Your job, Mr. Wendig, is to be so much better than the rabble that your professionalism makes you stand out above the crowd. Your job, is to make sure that your work is valued and valuable, marketed in a manner that the audience/consumer finds desirable. The music industry analogy is perfectly apt. Believe me, Bruce Springsteen isn’t too worried that I can put out an album on iTunes using Garage Band. However, quite a few million music lovers got a little ticked off when Springsteen’s albums were costing $18 a pop for a CD that cost thirty cents to make. A lot of folks couldn’t afford $100 for a ticket to a concert in Madison Square Garden. That’s when we all started to look around and realize that the bands playing at the local theater for $10 really were pretty damn talented. So we went to see them perform, instead. And then we bought their albums, instead.
So Mr. Wendig, don’t worry that most self-published books are terrible. Just be professional. Worry when we start getting good at this stuff.
~first posted 21 Dec 12
I’m sorry, but I am of the opinion that writing is not all that difficult. I know, that sounds wrong. We are all avid readers, we live in awe of the great books we have read over the years. As individuals and as a society, we pay great respect to our authors.

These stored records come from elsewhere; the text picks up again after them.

//! End-to-end scenario tests that cross the hub/connection/drain module
//! boundary and so don't fit naturally inside any one module's
//! `#[cfg(test)]` block — state-machine tests stay in-module, but anything
//! that needs a real socket gets a standalone integration file.

use std::net::SocketAddr;
use std::sync::Arc;
use std::time::Duration;

use fanout_gateway::app::{self, App};
use fanout_gateway::auth::{Claims, JwtValidator, TokenValidator};
use fanout_gateway::config::GatewayConfig;
use futures::{SinkExt, StreamExt};
use jsonwebtoken::{encode, EncodingKey, Header};
use metrics_exporter_prometheus::PrometheusBuilder;
use serde_json::{json, Value};
use tokio_tungstenite::connect_async;
use tokio_tungstenite::tungstenite::Message as WsMessage;

const SECRET: &str = "integration-test-secret";

fn sign(sub: &str) -> String {
    let claims = Claims {
        sub: sub.to_string(),
        session: None,
        token_type: "access".to_string(),
        exp: chrono::Utc::now().timestamp() + 3600,
    };
    encode(&Header::new(jsonwebtoken::Algorithm::HS256), &claims, &EncodingKey::from_secret(SECRET.as_bytes())).unwrap()
}

async fn spawn_server(config: GatewayConfig) -> (SocketAddr, App) {
    let validator: Arc<dyn TokenValidator> = Arc::new(JwtValidator::new(SECRET));
    // Build a handle without installing it as the process-global recorder —
    // each test in this file would otherwise race to install a second one.
    let recorder = PrometheusBuilder::new().build_recorder();
    let metrics_handle = recorder.handle();
    let app = app::build_in_memory(config, validator, metrics_handle);

    let listener = tokio::net::TcpListener::bind("127.0.0.1:0").await.unwrap();
    let addr = listener.local_addr().unwrap();
    let router = app.router.clone();
    tokio::spawn(async move {
        axum::serve(listener, router).await.unwrap();
    });
    (addr, app)
}

async fn recv_json(
    stream: &mut tokio_tungstenite::WebSocketStream<tokio_tungstenite::MaybeTlsStream<tokio::net::TcpStream>>,
) -> Value {
    loop {
        match tokio::time::timeout(Duration::from_secs(2), stream.next())
            .await
            .expect("timed out waiting for a frame")
            .expect("stream ended")
            .unwrap()
        {
            WsMessage::Text(text) => return serde_json::from_str(&text).unwrap(),
            WsMessage::Ping(_) | WsMessage::Pong(_) => continue,
            other => panic!("unexpected frame: {other:?}"),
        }
    }
}

#[tokio::test]
async fn immediate_post_identify_dispatch() {
    let (addr, app) = spawn_server(GatewayConfig::default()).await;
    let url = format!("ws://{addr}/ws");
    let (mut ws, _) = connect_async(&url).await.unwrap();

    let hello = recv_json(&mut ws).await;
    assert_eq!(hello["op"], 10);

    ws.send(WsMessage::Text(
        json!({"op": 2, "d": {"token": sign("user-1")}}).to_string().into(),
    ))
    .await
    .unwrap();
    let ready = recv_json(&mut ws).await;
    assert_eq!(ready["t"], "READY");
    assert_eq!(ready["s"], 1);
    assert_eq!(ready["d"]["v"], 10);
    assert_eq!(ready["d"]["user"]["id"], "user-1");

    ws.send(WsMessage::Text(
        json!({"op": 0, "t": "SUBSCRIBE", "d": {"channel_id": "chan-k"}}).to_string().into(),
    ))
    .await
    .unwrap();

    // Give the reader task a moment to apply the subscription before we
    // publish, since the subscribe frame and the publish race otherwise.
    tokio::time::sleep(Duration::from_millis(50)).await;

    app.hub
        .send_to_channel("chan-k", json!({"t": "MESSAGE_CREATE", "d": {"id": "m1"}}))
        .await;

    let dispatch = recv_json(&mut ws).await;
    assert_eq!(dispatch["op"], 0);
    assert_eq!(dispatch["t"], "MESSAGE_CREATE");
    assert_eq!(dispatch["d"]["id"], "m1");
}

#[tokio::test]
async fn drain_broadcasts_reconnect_and_closes_clients() {
    let config = GatewayConfig {
        grace_period: Duration::from_millis(50),
        drain_timeout: Duration::from_secs(5),
        ..GatewayConfig::default()
    };
    let (addr, app) = spawn_server(config).await;
    let url = format!("ws://{addr}/ws");

    let (mut ws, _) = connect_async(&url).await.unwrap();
    let _hello = recv_json(&mut ws).await;
    ws.send(WsMessage::Text(
        json!({"op": 2, "d": {"token": sign("user-1")}}).to_string().into(),
    ))
    .await
    .unwrap();
    let _ready = recv_json(&mut ws).await;

    app.drain.start_drain(Default::default()).await;

    let reconnect = recv_json(&mut ws).await;
    assert_eq!(reconnect["op"], 7);

    // The client closes promptly on its own; the drain manager should reach
    // `closed` well within the grace period's slack.
    let _ = ws.close(None).await;
    tokio::time::timeout(Duration::from_secs(2), app.drain.wait_closed())
        .await
        .expect("drain did not complete in time");
}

They are constantly on Fresh Air, The Colbert Report, The Daily Show, Sixty Minutes–hell, they’re everywhere. It’s like they’re superstars, even though most are not all that photogenic and many mumble a lot. But we love them, one and all.

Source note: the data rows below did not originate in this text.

//! Shared error taxonomy.

use crate::wire::CloseCode;
use thiserror::Error;

/// Error kinds a connection or hub operation can raise.
///
/// Each variant knows how it should be surfaced (a close code, a dropped
/// event, or a logged-and-continued protocol error) via
/// [`GatewayError::close_code`] and [`GatewayError::is_fatal`].
#[derive(Debug, Error)]
pub enum GatewayError {
    #[error("transport failure: {0}")]
    Transport(String),

    #[error("authentication failed: {0}")]
    Auth(String),

    #[error("protocol violation: {0}")]
    Protocol(String),

    #[error("send queue full")]
    Backpressure,

    #[error("upstream pub/sub failure: {0}")]
    Upstream(String),

    #[error("session unknown or expired")]
    SessionUnknown { expired: bool },

    #[error("over capacity")]
    Overcapacity,
}

impl GatewayError {
    /// Close code to send on the transport, if this error is fatal to the
    /// connection. Protocol violations and backpressure are *not* fatal —
    /// they are logged/counted and the connection stays open.
    pub fn close_code(&self) -> Option<CloseCode> {
        match self {
            Self::Auth(_) => Some(CloseCode::AuthenticationFailed),
            Self::SessionUnknown { expired: true } => Some(CloseCode::SessionTimedOut),
            Self::SessionUnknown { expired: false } => Some(CloseCode::InvalidSession),
            Self::Transport(_) => None,
            Self::Protocol(_) => None,
            Self::Backpressure => None,
            Self::Upstream(_) => None,
            Self::Overcapacity => None,
        }
    }

    pub fn is_fatal(&self) -> bool {
        self.close_code().is_some() || matches!(self, Self::Transport(_))
    }
}

pub type GatewayResult<T> = Result<T, GatewayError>;

#[cfg(test)]
mod tests {
    use super::*;

    #[test]
    fn auth_failure_closes_with_4001() {
        let err = GatewayError::Auth("bad token".into());
        assert_eq!(err.close_code().unwrap().code(), 4001);
        assert!(err.is_fatal());
    }

    #[test]
    fn protocol_violation_is_not_fatal() {
        let err = GatewayError::Protocol("unknown opcode".into());
        assert!(err.close_code().is_none());
        assert!(!err.is_fatal());
    }

    #[test]
    fn session_unknown_variants_pick_distinct_codes() {
        assert_eq!(
            GatewayError::SessionUnknown { expired: false }
                .close_code()
                .unwrap()
                .code(),
            4006
        );
        assert_eq!(
            GatewayError::SessionUnknown { expired: true }
                .close_code()
                .unwrap()
                .code(),
            4009
        );
    }
}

We love them, even though what they do isn’t all that difficult. I presume that they are caught up in the whole cult of the mysterious, creative artist thing we have in this country (though not to the degree they have it in France, say, or Sedona). I can assure you, however, that what you do for a living every day is much more difficult, and I say that without being completely certain what it is that you do. It’s easier, believe me. I bet that at your job, you don’t get to show up whenever you like, take a nap whenever you like (writers call this story development), grab a snack whenever you like. You probably can’t perform your job half-drunk or recovering from a bender (admittedly, I’m making some assumptions here; like you’re not a NY State Supreme Court justice). But the writing part, I hear you protesting, the writing is hard. Actually, it isn’t. If the writer can’t think of the right word, they have all kinds of reference books he can consult to help find it. If you write something really awful, they let you go back and rewrite it as many times as you need to–kind of like going to Yale. Hell, you don’t even have to be a really good speller–chances are they’re going to hire somebody to fix all that stuff anyway. I have to tell you, writing really isn’t all that hard. Certainly a lot easier than trying to get a half-trained surgical resident through the removal of a tumor from some patient’s liver without cutting open something that’ll make a big mess. I know, I’ve done both and believe me, the surgery thing is way harder. And you have to stand through the whole thing.
No, the writing thing is pretty easy. Even the hardest part–the part where you come up with the idea–is pretty straightforward. You’ve done it, I’m sure. You’ve had great ideas for a novel. You’re living with a schnook that’s more of a character than you find in most novels. You may have even lived through one or two things that would make a great story. You’ve told people about it, but mostly while you were pretty drunk at a bar that was so loud that she wasn’t really listening but just nodding and smiling to be nice. You could write a book.
But you haven’t. You should you know. It’s not that hard.